Denominada Eros, a ação foi desencadeada a partir de um inquérito que identificou os responsáveis por vender pela internet medicamentos de uso controlado ou proibido.

Entre os remédios apreendidos estão abortivos, estimulante sexual, ansiolítico, rebite usado por caminhoneiros, inibidores de apetite, anfetaminas, anabolizantes e antibióticos. A polícia acredita que a quadrilha atuava desde 2006 e movimentava pelo menos cento e cinquenta mil reais por mês.

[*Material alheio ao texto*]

#[cfg(test)]
mod tests {
    use super::*;
    use crate::value::coerce_from_str;
    use rstest::rstest;

    fn capture(key: &str, action: Action, nargs: Nargs) -> Capture {
        Capture {
            key: key.to_string(),
            display: key.to_string(),
            action,
            nargs,
            coercion: if action.is_toggle() {
                None
            } else {
                Some(coerce_from_str::<u32>())
            },
            choices: Vec::default(),
            required: false,
            default: Entry::NotSupplied,
        }
    }

    fn option(capture: Capture, short: Option<char>) -> (OptionConfig, Capture) {
        let bound = if capture.action.is_toggle() {
            Bound::Range(0, 0)
        } else {
            Bound::from(capture.nargs)
        };
        (
            OptionConfig::new(
                capture.key.clone(),
                vec![capture.key.clone()],
                short.into_iter().collect(),
                bound,
            ),
            capture,
        )
    }

    fn argument(capture: Capture) -> (ArgumentConfig, Capture) {
        (
            ArgumentConfig::new(capture.key.clone(), Bound::from(capture.nargs)),
            capture,
        )
    }

    fn complete(outcome: Outcome) -> Namespace {
        match outcome {
            Outcome::Complete(namespace) => namespace,
            Outcome::PrintHelp => panic!("unexpected help outcome"),
        }
    }

    #[test]
    fn parser_empty() {
        // Setup
        let parser = Parser::empty();

        // Execute
        let result = parser.consume(&[]).unwrap();

        // Verify
        assert_eq!(result, Outcome::Complete(Namespace::default()));
    }

    #[rstest]
    #[case(vec!["--variable", "1"])]
    #[case(vec!["--variable", "01"])]
    #[case(vec!["-v", "1"])]
    #[case(vec!["-v=01"])]
    #[case(vec!["--variable", "7", "--variable=1"])]
    fn parser_option_store(#[case] tokens: Vec<&str>) {
        // Setup
        let parser = Parser::new(
            vec![option(
                capture("variable", Action::Store, Nargs::Precisely(1)),
                Some('v'),
            )],
            Vec::default(),
        )
        .unwrap();

        // Execute
        let namespace = complete(parser.consume(tokens.as_slice()).unwrap());

        // Verify
        assert_eq!(
            namespace.get("variable"),
            Some(&Entry::Single(Value::new(1u32)))
        );
    }

    #[rstest]
    #[case(vec![], Entry::Multiple(vec![Value::new(9u32)]))]
    #[case(vec!["--item", "1"], Entry::Multiple(vec![Value::new(9u32), Value::new(1u32)]))]
    #[case(vec!["--item", "1", "--item", "2"], Entry::Multiple(vec![Value::new(9u32), Value::new(1u32), Value::new(2u32)]))]
    fn parser_option_append(#[case] tokens: Vec<&str>, #[case] expected: Entry) {
        // Setup
        let mut item = capture("item", Action::Append, Nargs::Precisely(1));
        item.default = Entry::Multiple(vec![Value::new(9u32)]);
        let parser = Parser::new(vec![option(item, None)], Vec::default()).unwrap();

        // Execute
        let first = complete(parser.consume(tokens.as_slice()).unwrap());
        let second = complete(parser.consume(tokens.as_slice()).unwrap());

        // Verify
        assert_eq!(first.get("item"), Some(&expected));
        // The default is never mutated across parses.
        assert_eq!(second.get("item"), Some(&expected));
    }

    #[rstest]
    #[case(vec![], true, false)]
    #[case(vec!["--yes"], true, true)]
    #[case(vec!["--no"], false, false)]
    #[case(vec!["--yes", "--no"], false, true)]
    fn parser_toggles(#[case] tokens: Vec<&str>, #[case] no: bool, #[case] yes: bool) {
        // Setup
        let parser = Parser::new(
            vec![
                option(capture("yes", Action::StoreTrue, Nargs::Precisely(0)), None),
                option(capture("no", Action::StoreFalse, Nargs::Precisely(0)), None),
            ],
            Vec::default(),
        )
        .unwrap();

        // Execute
        let namespace = complete(parser.consume(tokens.as_slice()).unwrap());

        // Verify
        assert_eq!(namespace.get("yes"), Some(&Entry::Single(Value::new(yes))));
        assert_eq!(namespace.get("no"), Some(&Entry::Single(Value::new(no))));
    }

    #[rstest]
    #[case(vec![], Entry::NotSupplied)]
    #[case(vec!["1", "3", "2"], Entry::Multiple(vec![Value::new(1u32), Value::new(3u32), Value::new(2u32)]))]
    fn parser_argument_any(#[case] tokens: Vec<&str>, #[case] expected: Entry) {
        // Setup
        let parser = Parser::new(
            Vec::default(),
            vec![argument(capture("variable", Action::Store, Nargs::Any))],
        )
        .unwrap();

        // Execute
        let namespace = complete(parser.consume(tokens.as_slice()).unwrap());

        // Verify
        assert_eq!(namespace.get("variable"), Some(&expected));
    }

    #[test]
    fn parser_argument_zero_or_one() {
        // Setup
        let parser = Parser::new(
            Vec::default(),
            vec![
                argument(capture("a", Action::Store, Nargs::ZeroOrOne)),
                argument(capture("b", Action::Store, Nargs::ZeroOrOne)),
            ],
        )
        .unwrap();

        // Execute
        let namespace = complete(parser.consume(&["4"]).unwrap());

        // Verify
        assert_eq!(namespace.get("a"), Some(&Entry::Single(Value::new(4u32))));
        assert_eq!(namespace.get("b"), Some(&Entry::NotSupplied));
    }

    #[rstest]
    #[case(vec!["--variable", "x"], 10, "Parse error: 'x' cannot convert to u32.")]
    #[case(vec!["--variable", "3"], 10, "Parse error: '3' is not a valid choice for 'variable' (choose from 1, 2).")]
    #[case(vec!["--variable"], 10, "Parse error: Not enough tokens provided to parameter 'variable'.")]
    #[case(vec!["--moot"], 0, "Parse error: Option '--moot' does not exist.")]
    #[case(vec!["--variable", "1", "x"], 11, "Parse error: Unrecognized argument 'x'.")]
    fn parser_invalid(#[case] tokens: Vec<&str>, #[case] offset: usize, #[case] message: &str) {
        // Setup
        let mut variable = capture("variable", Action::Store, Nargs::Precisely(1));
        variable.choices = vec![Choice::of(1u32), Choice::of(2u32)];
        let parser = Parser::new(vec![option(variable, None)], Vec::default()).unwrap();

        // Execute
        let (error_offset, error) = parser.consume(tokens.as_slice()).unwrap_err();

        // Verify
        assert_eq!(error_offset, offset);
        assert_eq!(error.to_string(), message);
    }

    #[test]
    fn parser_required() {
        // Setup
        let mut a = capture("a", Action::Store, Nargs::Precisely(1));
        a.required = true;
        a.display = "--a".to_string();
        let mut b = capture("b", Action::Store, Nargs::Precisely(1));
        b.required = true;
        b.display = "--b".to_string();
        let parser = Parser::new(vec![option(a, None), option(b, None)], Vec::default()).unwrap();

        // Execute
        let (offset, error) = parser.consume(&["--b", "1"]).unwrap_err();

        // Verify
        assert_eq!(offset, 4);
        assert_eq!(
            error.to_string(),
            "Parse error: The following parameters are required: --a."
        );
    }

    #[rstest]
    #[case(vec!["-h"])]
    #[case(vec!["--help"])]
    #[case(vec!["-h", "--variable", "x"])]
    fn parser_help(#[case] tokens: Vec<&str>) {
        // Setup
        let mut variable = capture("variable", Action::Store, Nargs::Precisely(1));
        variable.required = true;
        let parser = Parser::new(vec![option(variable, None)], Vec::default()).unwrap();

        // Execute
        let outcome = parser.consume(tokens.as_slice()).unwrap();

        // Verify
        assert_eq!(outcome, Outcome::PrintHelp);
    }

    #[rstest]
    #[case(vec![option(capture("a", Action::Store, Nargs::Precisely(1)), None)], vec![argument(capture("a", Action::Store, Nargs::Any))], "Config error: Cannot duplicate the parameter 'a'.")]
    #[case(vec![option(capture("help", Action::StoreTrue, Nargs::Precisely(0)), None)], vec![], "Config error: Cannot duplicate the parameter 'help'.")]
    #[case(vec![option(capture("a", Action::StoreTrue, Nargs::Precisely(0)), Some('h'))], vec![], "Config error: Cannot duplicate the short option '-h'.")]
    fn parser_config_error(
        #[case] options: Vec<(OptionConfig, Capture)>,
        #[case] arguments: Vec<(ArgumentConfig, Capture)>,
        #[case] message: &str,
    ) {
        let error = Parser::new(options, arguments).unwrap_err();
        assert_eq!(error.to_string(), message);
    }
}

No site criado pelos criminosos, eram comercializados medicamentos para todo o País.

Os indiciados vão responder por tráfico de drogas, crimes contra a saúde pública e lavagem de dinheiro.

Parte desses medicamentos estão listados na Portaria 344/98 da ANVISA, sendo considerada DROGA para os efeitos da Lei 11.343/06, sujeitando os envolvidos em seu comércio a responderem pelo crime de TRÁFICO DE DROGAS, com pena que varia de 5 a 15 anos de reclusão. Outra parte exige prescrição médica e autorização especial da ANVISA para sua comercialização, submetendo os infratores ao Art. 273 do Código Penal, que prevê penas de 10 a 15 anos de reclusão.

Nota de esclarecimento

A Itaipu Binacional esclarece que, diferentemente da nota divulgada pela Polícia Civil do Rio de Janeiro, Antônio Sérgio Marsola não faz e nunca fez parte do quadro de pessoal da empresa. Ele foi admitido há pouco menos de um mês para trabalhar na equipe de segurança do Parque Tecnológico Itaipu (PTI). A função dele era apenas operacional. Não ocupava cargo de gestão. Ao ser informada da prisão ocorrida na manhã desta quinta-feira (8), na Operação Eros, a diretoria do PTI anunciou o desligamento sumário do empregado recém-contratado.